Der SPD-Sozialexperte Karl Lauterbach meint, das Elterngeld sei in Zeiten von Kinderarmut nicht zu vertreten

taz: Herr Lauterbach, die Einführung des Elterngeldes würde arme Familien bis zu 3.600 Euro kosten. Wie rechtfertigt die SPD das?

Karl Lauterbach: Ich persönlich halte das für problematisch. Hier werden einkommensstarke Eltern gefördert, während sich einkommensschwache Familien verschlechtern – und das in Zeiten zunehmender Kinderarmut in Deutschland. Das ist nicht zu begründen.

Familien, die von Hartz IV leben, bekommen derzeit 24 Monate lang 300 Euro Erziehungsgeld. Beim Elterngeld sollen sie auch 300 Euro bekommen – aber nur zwölf bis 14 Monate. Was sollen solche Familien machen?

Wie gesagt: Ich finde, dass das einer sozialdemokratischen Partei nicht gut zu Gesicht steht. Diese Familien verschlechtern sich, da muss noch eine Lösung gefunden werden.

Die SPD wird also auf ihre Stimme verzichten müssen?

Mein Abstimmungsverhalten hängt von der Gesamtlösung ab, und darüber muss noch verhandelt werden.

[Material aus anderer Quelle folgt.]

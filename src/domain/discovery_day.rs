//! Discovery day change classification and attendee impact selection
//!
//! Compares the discovery day sub-records of two consecutive versions and
//! decides which registered attendees must be told about the change.

use super::rfi::{Attendee, DiscoveryDay};

/// Classification of a discovery day change between two versions.
#[derive(Debug, Clone, Copy, PartialEq, Eq, serde::Serialize, serde::Deserialize)]
#[serde(rename_all = "snake_case")]
pub enum DiscoveryDayChange {
    Unchanged,
    Rescheduled,
    VenueChanged,
    RemoteChanged,
    Removed,
}

impl std::fmt::Display for DiscoveryDayChange {
    fn fmt(&self, f: &mut std::fmt::Formatter<'_>) -> std::fmt::Result {
        let s = match self {
            DiscoveryDayChange::Unchanged => "unchanged",
            DiscoveryDayChange::Rescheduled => "rescheduled",
            DiscoveryDayChange::VenueChanged => "venue_changed",
            DiscoveryDayChange::RemoteChanged => "remote_changed",
            DiscoveryDayChange::Removed => "removed",
        };
        write!(f, "{}", s)
    }
}

/// Classify the discovery day change from `old` to `new`.
///
/// A reschedule is the dominant, most disruptive change: when `occurring_at`
/// differs it supersedes venue and remote-access comparisons even if those
/// texts also changed in the same edit. `occurring_at` is compared for exact
/// equality, not same calendar day.
///
/// A session appearing where none existed is a fresh creation, handled by
/// the registration flow rather than the change path, so it classifies as
/// `Unchanged` here.
pub fn classify(old: Option<&DiscoveryDay>, new: Option<&DiscoveryDay>) -> DiscoveryDayChange {
    match (old, new) {
        (None, _) => DiscoveryDayChange::Unchanged,
        (Some(_), None) => DiscoveryDayChange::Removed,
        (Some(old), Some(new)) => {
            if old.occurring_at != new.occurring_at {
                DiscoveryDayChange::Rescheduled
            } else if old.venue != new.venue {
                DiscoveryDayChange::VenueChanged
            } else if old.remote_access != new.remote_access {
                DiscoveryDayChange::RemoteChanged
            } else {
                DiscoveryDayChange::Unchanged
            }
        }
    }
}

/// Select the attendees impacted by a classified change.
///
/// A reschedule affects everyone; a venue change only in-person attendees;
/// a remote-access change only remote attendees. `Removed` is not an impact
/// filter: the cancellation path notifies the entire attendee list without
/// calling this, so it selects nobody here, as does `Unchanged`.
pub fn select_impacted(change: DiscoveryDayChange, attendees: &[Attendee]) -> Vec<&Attendee> {
    match change {
        DiscoveryDayChange::Rescheduled => attendees.iter().collect(),
        DiscoveryDayChange::VenueChanged => attendees.iter().filter(|a| !a.remote).collect(),
        DiscoveryDayChange::RemoteChanged => attendees.iter().filter(|a| a.remote).collect(),
        DiscoveryDayChange::Unchanged | DiscoveryDayChange::Removed => Vec::new(),
    }
}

Diese Woche ging es viel um Papamonate und ob es ins versteinerte Familienbild mancher Unionswähler passt, wenn die Väter die Kinder betreuen. Hätte die SPD nicht zeitgleich eine Diskussion über die Auswirkungen des Elterngeldes auf arme Familien anstoßen müssen?

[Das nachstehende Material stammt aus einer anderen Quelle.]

#[tokio::test]
async fn test_registration_requires_open_session() {
    let env = TestEnv::new();
    let buyer = env.seed_buyer();
    let staff = env.seed_staff();
    let vendor = env.seed_vendor("owner@vendor.example", Vec::new());

    // No discovery day at all.
    let no_session = create_rfi(
        &env,
        CreateRfiCommand {
            fields: sample_fields(buyer, staff),
            addenda: Vec::new(),
        },
        buyer,
    )
    .await;

    // Session already occurred.
    let mut past_fields = sample_fields(buyer, staff);
    past_fields.discovery_day = Some(discovery_day("2001-05-01", "09:00", "Room A", ""));
    let past_session = create_rfi(
        &env,
        CreateRfiCommand {
            fields: past_fields,
            addenda: Vec::new(),
        },
        buyer,
    )
    .await;

    let registrar = registration_handler(&env);
    let attendees = vec![attendee("Pat", "pat@vendor.example", false)];

    let err = registrar
        .register(
            RegistrationCommand {
                rfi_id: no_session,
                vendor_id: vendor,
                attendees: attendees.clone(),
            },
            &context_for(vendor),
        )
        .await
        .unwrap_err();
    assert!(matches!(err, AppError::Domain(DomainError::NoDiscoveryDay)));

    let err = registrar
        .register(
            RegistrationCommand {
                rfi_id: past_session,
                vendor_id: vendor,
                attendees,
            },
            &context_for(vendor),
        )
        .await
        .unwrap_err();
    assert!(matches!(
        err,
        AppError::Domain(DomainError::RegistrationClosed { .. })
    ));
}

#[tokio::test]
async fn test_registration_is_owner_only() {
    let env = TestEnv::new();
    let buyer = env.seed_buyer();
    let staff = env.seed_staff();
    let vendor = env.seed_vendor("owner@vendor.example", Vec::new());
    let other_vendor = env.seed_vendor("other@vendor.example", Vec::new());

    let mut fields = sample_fields(buyer, staff);
    fields.discovery_day = Some(discovery_day("2099-05-01", "09:00", "Room A", "link1"));
    let rfi_id = create_rfi(
        &env,
        CreateRfiCommand {
            fields,
            addenda: Vec::new(),
        },
        buyer,
    )
    .await;

    let registrar = registration_handler(&env);

    // Acting as another vendor.
    let err = registrar
        .register(
            RegistrationCommand {
                rfi_id,
                vendor_id: vendor,
                attendees: vec![attendee("Pat", "pat@vendor.example", false)],
            },
            &context_for(other_vendor),
        )
        .await
        .unwrap_err();
    assert!(matches!(err, AppError::Forbidden(_)));

    // Buyers cannot hold registrations.
    let err = registrar
        .register(
            RegistrationCommand {
                rfi_id,
                vendor_id: buyer,
                attendees: vec![attendee("Pat", "pat@vendor.example", false)],
            },
            &context_for(buyer),
        )
        .await
        .unwrap_err();
    assert!(matches!(err, AppError::Forbidden(_)));
}

#[tokio::test]
async fn test_removed_session_clears_registrations_and_notifies_everyone() {
    let env = TestEnv::new();
    let buyer = env.seed_buyer();
    let staff = env.seed_staff();
    let vendor = env.seed_vendor("owner@vendor.example", Vec::new());

    let mut fields = sample_fields(buyer, staff);
    fields.discovery_day = Some(discovery_day("2099-05-01", "09:00", "Room A", "link1"));
    let rfi_id = create_rfi(
        &env,
        CreateRfiCommand {
            fields: fields.clone(),
            addenda: Vec::new(),
        },
        buyer,
    )
    .await;

    let registrar = registration_handler(&env);
    registrar
        .register(
            RegistrationCommand {
                rfi_id,
                vendor_id: vendor,
                attendees: vec![
                    attendee("In Person", "in.person@vendor.example", false),
                    attendee("Remote", "remote@vendor.example", true),
                ],
            },
            &context_for(vendor),
        )
        .await
        .unwrap();
    drop(registrar);

    fields.discovery_day = None;
    let editor = edit_handler(&env);
    let result = editor
        .execute(
            EditRfiCommand {
                rfi_id,
                fields,
                addenda: Vec::new(),
            },
            &context_for(buyer),
        )
        .await
        .unwrap();
    drop(editor);

    assert_eq!(result.discovery_day_change, DiscoveryDayChange::Removed);

    let rfi = env.store.find_by_id(rfi_id).await.unwrap().unwrap();
    assert!(rfi.registrations().is_empty());

    let sent = env.drain().await;
    let cancelled: Vec<_> = sent
        .iter()
        .filter(|i| i.template == TemplateKind::SessionCancelled)
        .map(|i| i.to.as_str())
        .collect();
    assert_eq!(cancelled.len(), 3);
    assert!(cancelled.contains(&"owner@vendor.example"));
    assert!(cancelled.contains(&"in.person@vendor.example"));
    assert!(cancelled.contains(&"remote@vendor.example"));
}

#[tokio::test]
async fn test_addenda_reconcile_across_edits() {
    let env = TestEnv::new();
    let buyer = env.seed_buyer();
    let staff = env.seed_staff();
    let fields = sample_fields(buyer, staff);

    let rfi_id = create_rfi(
        &env,
        CreateRfiCommand {
            fields: fields.clone(),
            addenda: vec!["First clarification".to_string()],
        },
        buyer,
    )
    .await;

    let first_created_at = {
        let rfi = env.store.find_by_id(rfi_id).await.unwrap().unwrap();
        let addenda = &rfi.current_version().addenda;
        assert_eq!(addenda.len(), 1);
        addenda[0].created_at
    };

    let editor = edit_handler(&env);
    editor
        .execute(
            EditRfiCommand {
                rfi_id,
                fields: fields.clone(),
                addenda: vec![
                    "First clarification".to_string(),
                    "Second clarification".to_string(),
                ],
            },
            &context_for(buyer),
        )
        .await
        .unwrap();

    {
        let rfi = env.store.find_by_id(rfi_id).await.unwrap().unwrap();
        let addenda = &rfi.current_version().addenda;
        assert_eq!(addenda.len(), 2);
        // Position 0 was untouched and keeps its original timestamps.
        assert_eq!(addenda[0].created_at, first_created_at);
        assert_eq!(addenda[0].updated_at, first_created_at);
    }

    // Removal by sentinel at position 0.
    editor
        .execute(
            EditRfiCommand {
                rfi_id,
                fields,
                addenda: vec![
                    rfi_concierge::domain::DELETION_SENTINEL.to_string(),
                    "Second clarification".to_string(),
                ],
            },
            &context_for(buyer),
        )
        .await
        .unwrap();

    let rfi = env.store.find_by_id(rfi_id).await.unwrap().unwrap();
    let addenda = &rfi.current_version().addenda;
    assert_eq!(addenda.len(), 1);
    assert_eq!(addenda[0].description, "Second clarification");
}

#[tokio::test]
async fn test_mutations_require_an_acting_user() {
    let env = TestEnv::new();
    let buyer = env.seed_buyer();
    let staff = env.seed_staff();

    let handler = CreateRfiHandler::new(env.store.clone(), env.directory.clone());
    let err = handler
        .execute(
            CreateRfiCommand {
                fields: sample_fields(buyer, staff),
                addenda: Vec::new(),
            },
            &rfi_concierge::OperationContext::new(),
        )
        .await
        .unwrap_err();

    assert!(matches!(err, AppError::MissingHeader(_)));
}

Ich habe in der Vergangenheit immer darauf hingewiesen, wie hart die Folgen eines einkommensabhängiges Elterngeldes sein können. Der Staat vermittelt den Eindruck, dass ihm die Kinder der einkommensstarken Akademikerinnen wichtiger sind. Das ist ein falsches Signal. Es ist auch nicht die Aufgabe des Staates die Kinderquote von Akademikerinnen zu erhöhen. Zudem ist auch die Grundlage falsch: Es ist nicht so, dass 40 Prozent der Akademikerinnen langfristig kinderlos sind. Neuere Studien sehen die Quote ungefähr bei der von Nichtakademikerinnen.

Jetzt konzentriert sich die SPD darauf, Arbeitslosengeld-II-Empfängern die 300 Euro fürs erste Jahr zu retten. Sind Ihre Kollegen da zu weich?

Diese Anrechnung halte ich für völlig indiskutabel. Das Erziehungsgeld soll zu Lasten der Einkommensschwachen gestrichen werden – zugunsten eines Elterngeldes, das den Privilegierten der Gesellschaft hilft.